* Supplied data:
──────────────────────────────

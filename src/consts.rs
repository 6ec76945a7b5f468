//! 块缓存常量定义

/// 默认槽位数量
pub const DEFAULT_SLOT_LIMIT: usize = 256;

/// 默认总字节预算（1 MiB）
pub const DEFAULT_ALLOCATION_LIMIT: usize = 1024 * 1024;

/// 槽位索引的上限
///
/// `SlotId` 使用 u32 保存索引，槽位数量不能超过这个值
pub const MAX_SLOT_LIMIT: usize = u32::MAX as usize;
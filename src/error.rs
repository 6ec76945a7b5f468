//! 错误类型定义
//!
//! 提供块缓存操作的错误类型。
//!
//! 缓存的大多数"失败"情形（空缓存上释放、重复 teardown）是静默的空操作，
//! 不会产生错误。这里只覆盖调用方可以合理处理的情况。

use core::fmt;

/// 块缓存操作错误
#[derive(Debug, Clone, PartialEq, Eq)]
pub struct Error {
    kind: ErrorKind,
    message: &'static str,
}

/// 错误类别
#[derive(Debug, Clone, Copy, PartialEq, Eq)]
#[non_exhaustive]
pub enum ErrorKind {
    /// 无效参数
    InvalidInput,
    /// 槽位未提交（句柄已过期或从未提交）
    NotCommitted,
    /// 没有空闲槽位
    NoSpace,
    /// 内存池分配失败
    OutOfMemory,
    /// 无效状态（例如 teardown 之后继续使用）
    InvalidState,
}

impl Error {
    /// 创建新错误
    pub const fn new(kind: ErrorKind, message: &'static str) -> Self {
        Self { kind, message }
    }

    /// 获取错误类型
    pub const fn kind(&self) -> ErrorKind {
        self.kind
    }

    /// 获取错误消息
    pub const fn message(&self) -> &'static str {
        self.message
    }
}

impl fmt::Display for Error {
    fn fmt(&self, f: &mut fmt::Formatter<'_>) -> fmt::Result {
        write!(f, "{:?}: {}", self.kind, self.message)
    }
}

#[cfg(feature = "std")]
impl std::error::Error for Error {}

impl From<alloc::collections::TryReserveError> for Error {
    fn from(_err: alloc::collections::TryReserveError) -> Self {
        Error::new(ErrorKind::OutOfMemory, "Memory pool allocation failed")
    }
}

/// Result 类型别名
pub type Result<T> = core::result::Result<T, Error>;
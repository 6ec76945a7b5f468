//! 块销毁回调接口

use super::slot::Slot;

/// 块销毁回调 trait
///
/// 缓存在释放一个带来源引用的槽位之前调用它，
/// 让外部拥有者清理来源引用关联的状态。调用时槽位的数据副本仍然有效。
///
/// 回调不能重入缓存：它只拿到槽位的只读引用，借用检查器保证这一点。
///
/// # 示例
///
/// ```rust,ignore
/// // 闭包
/// let cache = BlockCache::new(pool, 4096, |slot: &Slot<u32>| {
///     registry.release(*slot.source().unwrap());
/// }, 16)?;
///
/// // 不需要清理
/// let cache = BlockCache::new(pool, 4096, NoopDestructor, 16)?;
/// ```
pub trait BlockDestructor<S> {
    /// 销毁槽位来源关联的外部状态
    fn destroy(&mut self, slot: &Slot<S>);
}

/// 空实现（默认）
///
/// 用于来源引用不需要额外清理的场景
#[derive(Debug, Clone, Copy, Default)]
pub struct NoopDestructor;

impl<S> BlockDestructor<S> for NoopDestructor {
    #[inline]
    fn destroy(&mut self, _slot: &Slot<S>) {}
}

impl<S, F> BlockDestructor<S> for F
where
    F: FnMut(&Slot<S>),
{
    #[inline]
    fn destroy(&mut self, slot: &Slot<S>) {
        self(slot)
    }
}
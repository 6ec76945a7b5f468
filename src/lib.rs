//! lrucache_core: 固定容量的 LRU 块缓存
//!
//! 这是一个纯 Rust 实现的块缓存库，旨在提供：
//! - **零 unsafe 代码**
//! - **预分配的槽位数组**，槽位元数据不做逐块堆分配
//! - **双重容量约束**：槽位数量 + 字节预算
//! - **可替换的内存池**和块销毁回调
//!
//! # 示例
//!
//! ```rust,ignore
//! use lrucache_core::{BlockCache, GlobalPool, NoopDestructor, Result};
//!
//! fn main() -> Result<()> {
//!     let mut cache: BlockCache<u32, _, _> =
//!         BlockCache::new(GlobalPool::new(), 1024, NoopDestructor, 3)?;
//!
//!     let a = cache.insert(&[1u8; 10], Some(1))?;
//!     let _b = cache.insert(&[2u8; 20], Some(2))?;
//!
//!     // 驱逐 LRU 块
//!     cache.free_block(None)?;
//!     assert!(!cache.contains(a));
//!
//!     cache.teardown();
//!     Ok(())
//! }
//! ```
//!
//! # 模块结构
//!
//! - [`error`] - 错误类型定义
//! - [`consts`] - 常量定义
//! - [`pool`] - 内存池抽象
//! - [`cache`] - 块缓存

#![cfg_attr(not(any(test, feature = "std")), no_std)]
#![deny(unsafe_code)]
#![warn(missing_docs)]

extern crate alloc;

// ===== 核心模块 =====

/// 错误处理
pub mod error;

/// 常量定义
pub mod consts;

/// 内存池
pub mod pool;

/// 块缓存
pub mod cache;

// ===== 公共导出 =====

// 错误处理
pub use error::{Error, ErrorKind, Result};

// 内存池
pub use pool::{GlobalPool, MemPool};

// Cache
pub use cache::{
    BlockCache, BlockDestructor, CacheConfig, CacheStats, FreePolicy, NoopDestructor, Slot,
    SlotId,
};

// 默认配置
pub use consts::{DEFAULT_ALLOCATION_LIMIT, DEFAULT_SLOT_LIMIT};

──────────────────────────────

Transcription of all the material must be exact.

* Expected answer:
filename src/consts.rs
repository 6ec76945a7b5f468
//! 块缓存常量定义

/// 默认槽位数量
pub const DEFAULT_SLOT_LIMIT: usize = 256;

/// 默认总字节预算（1 MiB）
pub const DEFAULT_ALLOCATION_LIMIT: usize = 1024 * 1024;

/// 槽位索引的上限
///
/// `SlotId` 使用 u32 保存索引，槽位数量不能超过这个值
pub const MAX_SLOT_LIMIT: usize = u32::MAX as usize;
filename src/error.rs
repository 6ec76945a7b5f468
//! 错误类型定义
//!
//! 提供块缓存操作的错误类型。
//!
//! 缓存的大多数"失败"情形（空缓存上释放、重复 teardown）是静默的空操作，
//! 不会产生错误。这里只覆盖调用方可以合理处理的情况。

use core::fmt;

/// 块缓存操作错误
#[derive(Debug, Clone, PartialEq, Eq)]
pub struct Error {
    kind: ErrorKind,
    message: &'static str,
}

/// 错误类别
#[derive(Debug, Clone, Copy, PartialEq, Eq)]
#[non_exhaustive]
pub enum ErrorKind {
    /// 无效参数
    InvalidInput,
    /// 槽位未提交（句柄已过期或从未提交）
    NotCommitted,
    /// 没有空闲槽位
    NoSpace,
    /// 内存池分配失败
    OutOfMemory,
    /// 无效状态（例如 teardown 之后继续使用）
    InvalidState,
}

impl Error {
    /// 创建新错误
    pub const fn new(kind: ErrorKind, message: &'static str) -> Self {
        Self { kind, message }
    }

    /// 获取错误类型
    pub const fn kind(&self) -> ErrorKind {
        self.kind
    }

    /// 获取错误消息
    pub const fn message(&self) -> &'static str {
        self.message
    }
}

impl fmt::Display for Error {
    fn fmt(&self, f: &mut fmt::Formatter<'_>) -> fmt::Result {
        write!(f, "{:?}: {}", self.kind, self.message)
    }
}

#[cfg(feature = "std")]
impl std::error::Error for Error {}

impl From<alloc::collections::TryReserveError> for Error {
    fn from(_err: alloc::collections::TryReserveError) -> Self {
        Error::new(ErrorKind::OutOfMemory, "Memory pool allocation failed")
    }
}

/// Result 类型别名
pub type Result<T> = core::result::Result<T, Error>;
repository 6ec76945a7b5f468
//! 块销毁回调接口

use super::slot::Slot;

/// 块销毁回调 trait
///
/// 缓存在释放一个带来源引用的槽位之前调用它，
/// 让外部拥有者清理来源引用关联的状态。调用时槽位的数据副本仍然有效。
///
/// 回调不能重入缓存：它只拿到槽位的只读引用，借用检查器保证这一点。
///
/// # 示例
///
/// ```rust,ignore
/// // 闭包
/// let cache = BlockCache::new(pool, 4096, |slot: &Slot<u32>| {
///     registry.release(*slot.source().unwrap());
/// }, 16)?;
///
/// // 不需要清理
/// let cache = BlockCache::new(pool, 4096, NoopDestructor, 16)?;
/// ```
pub trait BlockDestructor<S> {
    /// 销毁槽位来源关联的外部状态
    fn destroy(&mut self, slot: &Slot<S>);
}

/// 空实现（默认）
///
/// 用于来源引用不需要额外清理的场景
#[derive(Debug, Clone, Copy, Default)]
pub struct NoopDestructor;

impl<S> BlockDestructor<S> for NoopDestructor {
    #[inline]
    fn destroy(&mut self, _slot: &Slot<S>) {}
}

impl<S, F> BlockDestructor<S> for F
where
    F: FnMut(&Slot<S>),
{
    #[inline]
    fn destroy(&mut self, slot: &Slot<S>) {
        self(slot)
    }
}
repository 6ec76945a7b5f468
filename src/lib.rs
//! lrucache_core: 固定容量的 LRU 块缓存
//!
//! 这是一个纯 Rust 实现的块缓存库，旨在提供：
//! - **零 unsafe 代码**
//! - **预分配的槽位数组**，槽位元数据不做逐块堆分配
//! - **双重容量约束**：槽位数量 + 字节预算
//! - **可替换的内存池**和块销毁回调
//!
//! # 示例
//!
//! ```rust,ignore
//! use lrucache_core::{BlockCache, GlobalPool, NoopDestructor, Result};
//!
//! fn main() -> Result<()> {
//!     let mut cache: BlockCache<u32, _, _> =
//!         BlockCache::new(GlobalPool::new(), 1024, NoopDestructor, 3)?;
//!
//!     let a = cache.insert(&[1u8; 10], Some(1))?;
//!     let _b = cache.insert(&[2u8; 20], Some(2))?;
//!
//!     // 驱逐 LRU 块
//!     cache.free_block(None)?;
//!     assert!(!cache.contains(a));
//!
//!     cache.teardown();
//!     Ok(())
//! }
//! ```
//!
//! # 模块结构
//!
//! - [`error`] - 错误类型定义
//! - [`consts`] - 常量定义
//! - [`pool`] - 内存池抽象
//! - [`cache`] - 块缓存

#![cfg_attr(not(any(test, feature = "std")), no_std)]
#![deny(unsafe_code)]
#![warn(missing_docs)]

extern crate alloc;

// ===== 核心模块 =====

/// 错误处理
pub mod error;

/// 常量定义
pub mod consts;

/// 内存池
pub mod pool;

/// 块缓存
pub mod cache;

// ===== 公共导出 =====

// 错误处理
pub use error::{Error, ErrorKind, Result};

// 内存池
pub use pool::{GlobalPool, MemPool};

// Cache
pub use cache::{
    BlockCache, BlockDestructor, CacheConfig, CacheStats, FreePolicy, NoopDestructor, Slot,
    SlotId,
};

// 默认配置
pub use consts::{DEFAULT_ALLOCATION_LIMIT, DEFAULT_SLOT_LIMIT};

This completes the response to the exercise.